Desde que cheguei a Brasília em 2006, só fiz uma viagem internacional e foi uma coisa curtíssima, 2 dias em Nova Iorque só para a TAM não ficar com as minha milhas. Não tinha voltado a Lisboa desde 2006. E a Paris desde 2002. E são duas cidades onde vivi 8 e 14 anos, respectivamente. É muito tempo. A Nova Iorque sempre quis voltar com mais tempo, a cidade me fascina. E agora, como o meu irmão acabou de se mudar para lá, não havia desculpas. Pedi 3 semanas de férias e preparei-me para visitar 3 continentes, rir com muita gente querida, sentir sabores e cheiros que outrora me eram familiares.
 
A primeira etapa da viagem era o voo Brasília – Nova Iorque. Para poupar, eu só tinha comprado Brasília/São Paulo/Miami, com milhas. O pedaço Miami/Nova Iorque foi comprado à parte. O plano era simples: saída de Brasília às 5 da manhã do dia 1 de setembro, chegada a São Paulo (Guarulhos) às 6:30, voo às 10:30 chegando a Miami às 18:05, dormir lá e voar às 6:00 do dia seguinte para Nova Iorque. Ia chegar a Brooklyn no fim da manhã de domingo, dia 2. Exausto, mas feliz. Pois bem, era sem contar com os caprichos da meteorologia e a organização das companhias aéreas.
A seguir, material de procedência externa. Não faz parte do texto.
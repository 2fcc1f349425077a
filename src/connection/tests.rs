//! Unit tests for the connection controller's state handling.
//!
//! Frames are fed straight into the dispatcher so window and table state can
//! be checked without racing the reader task.

use std::time::Duration;

use futures::{SinkExt, StreamExt};
use rstest::{fixture, rstest};
use tokio::{
    io::{DuplexStream, ReadHalf, WriteHalf},
    time::timeout,
};
use tokio_util::codec::{FramedRead, FramedWrite};

use super::*;
use crate::{
    frame::{FrameDecoder, FrameEncoder},
    stream::table::MAX_STREAM_ID,
};

struct Peer {
    frames: FramedRead<ReadHalf<DuplexStream>, FrameDecoder>,
    sink: FramedWrite<WriteHalf<DuplexStream>, FrameEncoder>,
}

impl Peer {
    async fn next(&mut self) -> Option<Frame> {
        timeout(Duration::from_secs(1), self.frames.next())
            .await
            .expect("peer read timed out")
            .map(|frame| frame.expect("peer decodes frame"))
    }

    async fn send(&mut self, frame: Frame) { self.sink.send(frame).await.expect("peer send"); }
}

/// An unopened client connection and the raw far end of its transport.
#[fixture]
fn client() -> (Connection, Peer) {
    let (io, far) = tokio::io::duplex(1 << 20);
    let connection = ConnectionBuilder::new(Role::Client).build(io);
    let (read, write) = tokio::io::split(far);
    let peer = Peer {
        frames: FramedRead::new(read, FrameDecoder::new(false)),
        sink: FramedWrite::new(write, FrameEncoder::new()),
    };
    (connection, peer)
}

fn window(size: u32) -> Settings {
    let mut settings = Settings::new();
    settings.set(settings::INITIAL_WINDOW_SIZE, size);
    settings
}

fn stream_window(stream: &Stream) -> i64 { stream.with_state(|s| s.write_window.available()) }

fn request() -> Vec<Header> { vec![Header::new(":method", "GET"), Header::new(":path", "/")] }

#[rstest]
#[tokio::test]
async fn first_peer_settings_adjust_only_the_connection_window(
    #[from(client)] (connection, _peer): (Connection, Peer),
) {
    let stream = connection.new_stream(request(), false).await.expect("stream");
    let shared = &connection.shared;

    shared.on_settings(false, window(32_767));
    assert_eq!(shared.lock_state().write_window.available(), 32_767);
    assert_eq!(stream_window(&stream), 65_535);

    shared.on_settings(false, window(16_383));
    assert_eq!(shared.lock_state().write_window.available(), 32_767);
    assert_eq!(stream_window(&stream), 65_535 - 16_384);
}

#[rstest]
#[tokio::test]
async fn clearing_previous_settings_restores_defaults(
    #[from(client)] (connection, _peer): (Connection, Peer),
) {
    let shared = &connection.shared;
    let mut first = window(1_000);
    first.set(settings::MAX_CONCURRENT_STREAMS, 10);
    shared.on_settings(false, first);

    let mut replacement = Settings::new();
    replacement.set(settings::MAX_FRAME_SIZE, 32_768);
    shared.on_settings(true, replacement);

    let peer = connection.peer_settings();
    assert!(!peer.is_set(settings::MAX_CONCURRENT_STREAMS));
    assert_eq!(peer.initial_window_size(), settings::DEFAULT_INITIAL_WINDOW_SIZE);
    assert_eq!(peer.max_frame_size(), 32_768);
}

#[rstest]
#[tokio::test]
async fn goaway_refuses_streams_the_peer_never_saw(
    #[from(client)] (connection, _peer): (Connection, Peer),
) {
    let mut streams = Vec::new();
    for _ in 0..3 {
        streams.push(connection.new_stream(request(), false).await.expect("stream"));
    }
    connection
        .shared
        .dispatch(Frame::GoAway {
            last_stream_id: 3,
            code: ErrorCode::NoError,
            debug_data: Bytes::new(),
        })
        .expect("dispatch");

    assert!(connection.is_shutdown());
    assert_eq!(streams[0].error_code(), None);
    assert_eq!(streams[1].error_code(), Some(ErrorCode::RefusedStream));
    assert_eq!(streams[2].error_code(), Some(ErrorCode::RefusedStream));
    assert_eq!(connection.open_stream_count(), 1);
    assert!(matches!(
        connection.new_stream(request(), false).await,
        Err(ConnectionError::Shutdown)
    ));
}

#[rstest]
#[tokio::test]
async fn exhausted_stream_ids_shut_the_connection_down(
    #[from(client)] (connection, mut peer): (Connection, Peer),
) {
    connection
        .shared
        .lock_state()
        .streams
        .set_next_stream_id(MAX_STREAM_ID + 2);
    assert!(matches!(
        connection.new_stream(request(), false).await,
        Err(ConnectionError::Shutdown)
    ));
    assert!(connection.is_shutdown());
    assert!(matches!(
        peer.next().await,
        Some(Frame::GoAway {
            code: ErrorCode::RefusedStream,
            ..
        })
    ));
}

#[rstest]
#[tokio::test]
async fn headers_for_unknown_ids_follow_parity_rules(
    #[from(client)] (connection, _peer): (Connection, Peer),
) {
    let server = ConnectionBuilder::new(Role::Server).build(tokio::io::duplex(1024).0);
    let headers = |stream_id| Frame::Headers {
        stream_id,
        end_stream: false,
        headers: request(),
    };
    server.shared.dispatch(headers(5)).expect("dispatch");
    server.shared.dispatch(headers(3)).expect("dispatch");
    server.shared.dispatch(headers(4)).expect("dispatch");
    assert!(server.stream(5).is_some());
    assert!(server.stream(3).is_none());
    assert!(server.stream(4).is_none());

    connection.shared.dispatch(headers(7)).expect("dispatch");
    assert!(connection.stream(7).is_none());
}

#[rstest]
#[tokio::test]
async fn window_updates_credit_the_named_window(
    #[from(client)] (connection, _peer): (Connection, Peer),
) {
    let stream = connection.new_stream(request(), false).await.expect("stream");
    let update = |stream_id| Frame::WindowUpdate {
        stream_id,
        increment: 100,
    };
    connection.shared.dispatch(update(0)).expect("dispatch");
    connection.shared.dispatch(update(stream.id())).expect("dispatch");
    assert_eq!(connection.shared.lock_state().write_window.available(), 65_635);
    assert_eq!(stream_window(&stream), 65_635);
}

#[rstest]
#[tokio::test]
async fn close_resets_streams_and_cancels_pings_once(
    #[from(client)] (connection, mut peer): (Connection, Peer),
) {
    let stream = connection.new_stream(request(), false).await.expect("stream");
    let ping = connection.ping().await.expect("ping");

    connection
        .close(ErrorCode::ProtocolError, ErrorCode::Cancel)
        .await
        .expect("close");
    connection
        .close(ErrorCode::InternalError, ErrorCode::InternalError)
        .await
        .expect("second close is a no-op");

    assert_eq!(ping.round_trip_time().await, None);
    assert_eq!(stream.error_code(), Some(ErrorCode::Cancel));
    timeout(Duration::from_secs(1), connection.closed())
        .await
        .expect("closed resolves");

    assert!(matches!(peer.next().await, Some(Frame::Headers { stream_id: 3, .. })));
    assert!(matches!(peer.next().await, Some(Frame::Ping { ack: false, payload1: 1, .. })));
    assert!(matches!(
        peer.next().await,
        Some(Frame::GoAway {
            last_stream_id: 0,
            code: ErrorCode::ProtocolError,
            ..
        })
    ));
    assert_eq!(
        peer.next().await,
        Some(Frame::RstStream {
            stream_id: 3,
            code: ErrorCode::Cancel,
        })
    );
    assert_eq!(peer.next().await, None);
}

#[rstest]
#[tokio::test]
async fn opening_twice_is_rejected(#[from(client)] (connection, mut peer): (Connection, Peer)) {
    peer.send(Frame::Settings {
        ack: false,
        settings: Settings::new(),
    })
    .await;
    connection.open().await.expect("open");
    assert!(matches!(
        connection.open().await,
        Err(ConnectionError::InvalidState(_))
    ));
}

#[rstest]
#[tokio::test]
async fn clients_cannot_push(#[from(client)] (connection, _peer): (Connection, Peer)) {
    assert!(matches!(
        connection.push_stream(3, request()).await,
        Err(ConnectionError::InvalidState(_))
    ));
}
Tenho de contar a parte de alguns voo porque fizeram parte de toda a experiência!
 
Saí de casa às 3 da manhã do dia 1 (sem dormir), deixei o carro na garagem do escritório e entrei no táxi para o aeroporto. Tudo normal até levantar voo. Apaguei. Por volta das 7:00 sou acordado por um pequeno alvoroço no avião. Limpo a baba e tento perceber o que se passa: vamos pousar em Uberlândia porque o aeroporto de Guarulhos está fechado por causa de um espesso nevoeiro. Boa. Começou bem. Ao meu lado uma menina de 20 anos fica preocupada porque ela tinha de apanhar uma de várias conexões até o destino final dela, algures no Canadá. Pois é, not gonna happen! E como ela, devia estar metade do avião. O meu voo era às 10:30, à esquerda uns espanhóis tinham uma correspondência para Munique, outros para Milão, Paris, até para Kuala Lumpur. O avião pousou, abriram as portas e ficamos lá parados cerca de 1 hora e meia. O pessoal de bordo tentava tranquilizar os passageiros em conexão dizendo que da mesma forma que não conseguíamos pousar lá, nenhum avião conseguia sair. Menos mal, pensamos uns para com os outros.
 
Pouco depois decolamos, a caminho de Guarulhos. Chegamos por volta das 10:00. Eu estava convencido que já não ia apanhar o voo para Miami, mas um bacano da TAM me pediu para acelerar. Atravessei o aeroporto em passo de guerra e quando estava na fronteira, fui avisado que não dava porque não ia dar tempo para tirar a minha mala de um avião e colocar no outro. Decepcionadíssimo, saio da alfandega e preparo-me para pegar a minha mala e ir ver com a TAM quais eram as minhas opções. Passa uma hora e nenhum sinal da bendita mala. Quando esta finalmente aparece, a alavanca para puxar já não existe. O meu mote é “whatever, só quero ir para Nova Iorque”...
 
Saio da área das bagagens e dirijo-me ao balcão da TAM, onde encontrei o que pareciam ser outros 3.452 passageiros piursos, por estarem presos em São Paulo. Parecia Beirute em tempo de intifada. Mais 1h30 de fila e chega a minha vez. Quando ia falar com a senhora, aparece uma mãe desesperada, com duas crianças em prantos. Um dos homens que estava na fila grita para quem quer ouvir, que a senhora está sozinha no aeroporto com os filhos há 24 horas, se alguém pode ajudar, etc, etc. Como era a minha vez, fiz sinal à senhora e deixei passar na frente. Como diz o povo, o que é um peido... Ao ver isso, a equipe de chilenos que esperava logo atrás de mim acha que eu sou o palhaço do dia e tenta passar na minha frente também. Educadamente, fuzilo dois com o olhar e eles recuam. Chega a minha vez, conto a minha história mais uma vez, explico que por causa disso tudo ia perder o meu voo Miami – Nova Iorque, que Nova Iorque é o meu destino, blá, blá, blá. A mocinha não se comove e me diz que o máximo que ela pode fazer é me colocar no voo das 23:55 para Miami e tentar falar com a American Airlines para que eles me mudem de voo. Ok, “whatever, só quero ir para Nova Iorque”. Ela muda tudo, faz o check-in da minha mala e me dá os vouchers para transporte, hotel e almoço.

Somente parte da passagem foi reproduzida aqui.